→ PROBLEM DETAILS
Pull each line with the string "Option" from the entries.

→ RECORDS FOR PROCESSING
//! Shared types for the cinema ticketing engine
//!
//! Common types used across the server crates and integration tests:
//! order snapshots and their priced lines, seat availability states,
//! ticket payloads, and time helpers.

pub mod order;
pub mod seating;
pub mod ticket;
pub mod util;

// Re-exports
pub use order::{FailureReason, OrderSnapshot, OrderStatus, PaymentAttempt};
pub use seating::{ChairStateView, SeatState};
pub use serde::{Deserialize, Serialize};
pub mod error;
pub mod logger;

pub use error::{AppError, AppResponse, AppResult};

==

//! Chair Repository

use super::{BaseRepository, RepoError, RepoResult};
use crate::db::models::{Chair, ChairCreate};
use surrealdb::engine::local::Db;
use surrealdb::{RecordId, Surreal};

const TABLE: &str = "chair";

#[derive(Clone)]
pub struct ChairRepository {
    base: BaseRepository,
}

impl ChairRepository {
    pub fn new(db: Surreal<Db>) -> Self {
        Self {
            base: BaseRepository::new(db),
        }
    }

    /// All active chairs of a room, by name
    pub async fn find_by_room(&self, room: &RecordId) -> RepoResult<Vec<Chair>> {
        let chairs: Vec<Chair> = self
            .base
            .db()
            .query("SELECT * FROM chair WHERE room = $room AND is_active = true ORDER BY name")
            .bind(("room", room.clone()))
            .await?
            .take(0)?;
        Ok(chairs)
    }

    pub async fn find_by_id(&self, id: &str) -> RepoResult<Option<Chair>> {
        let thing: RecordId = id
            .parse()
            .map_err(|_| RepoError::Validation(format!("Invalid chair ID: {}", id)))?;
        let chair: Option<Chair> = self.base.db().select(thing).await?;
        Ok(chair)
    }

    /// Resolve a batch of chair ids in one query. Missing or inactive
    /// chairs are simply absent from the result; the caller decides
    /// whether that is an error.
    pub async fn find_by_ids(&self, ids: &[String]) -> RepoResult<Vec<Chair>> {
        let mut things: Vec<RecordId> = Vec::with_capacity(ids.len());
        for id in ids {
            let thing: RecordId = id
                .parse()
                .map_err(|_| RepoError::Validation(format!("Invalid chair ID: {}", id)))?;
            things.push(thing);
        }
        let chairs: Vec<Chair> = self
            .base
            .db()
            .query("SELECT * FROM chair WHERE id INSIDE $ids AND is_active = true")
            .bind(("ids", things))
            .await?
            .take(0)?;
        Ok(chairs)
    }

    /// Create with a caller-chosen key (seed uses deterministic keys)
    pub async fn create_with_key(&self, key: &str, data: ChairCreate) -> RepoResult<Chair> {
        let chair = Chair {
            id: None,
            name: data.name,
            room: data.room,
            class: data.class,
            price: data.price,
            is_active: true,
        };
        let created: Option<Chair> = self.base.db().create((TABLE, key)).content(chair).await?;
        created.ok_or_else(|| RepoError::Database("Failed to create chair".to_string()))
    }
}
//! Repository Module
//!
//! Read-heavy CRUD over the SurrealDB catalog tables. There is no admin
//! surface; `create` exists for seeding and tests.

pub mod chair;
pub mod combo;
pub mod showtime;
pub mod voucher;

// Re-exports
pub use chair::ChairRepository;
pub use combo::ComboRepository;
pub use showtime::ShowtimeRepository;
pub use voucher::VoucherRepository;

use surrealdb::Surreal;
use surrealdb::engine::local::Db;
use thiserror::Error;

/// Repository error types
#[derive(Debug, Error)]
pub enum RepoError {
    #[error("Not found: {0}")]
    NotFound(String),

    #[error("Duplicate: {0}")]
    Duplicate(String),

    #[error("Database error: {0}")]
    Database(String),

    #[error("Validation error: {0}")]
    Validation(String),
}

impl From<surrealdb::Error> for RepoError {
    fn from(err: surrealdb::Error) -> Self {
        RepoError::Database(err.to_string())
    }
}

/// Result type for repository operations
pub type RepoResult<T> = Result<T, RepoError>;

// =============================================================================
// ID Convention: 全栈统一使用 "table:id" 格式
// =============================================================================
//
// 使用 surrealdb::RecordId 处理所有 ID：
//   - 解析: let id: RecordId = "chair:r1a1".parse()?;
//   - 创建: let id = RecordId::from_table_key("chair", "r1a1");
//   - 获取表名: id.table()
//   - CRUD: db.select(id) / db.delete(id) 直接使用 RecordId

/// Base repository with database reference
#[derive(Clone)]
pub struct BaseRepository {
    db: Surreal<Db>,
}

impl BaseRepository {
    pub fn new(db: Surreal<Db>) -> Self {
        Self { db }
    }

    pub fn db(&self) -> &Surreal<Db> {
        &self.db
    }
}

→ REPLY
    pub async fn find_by_id(&self, id: &str) -> RepoResult<Option<Chair>> {
        let chair: Option<Chair> = self.base.db().select(thing).await?;
        let created: Option<Chair> = self.base.db().create((TABLE, key)).content(chair).await?;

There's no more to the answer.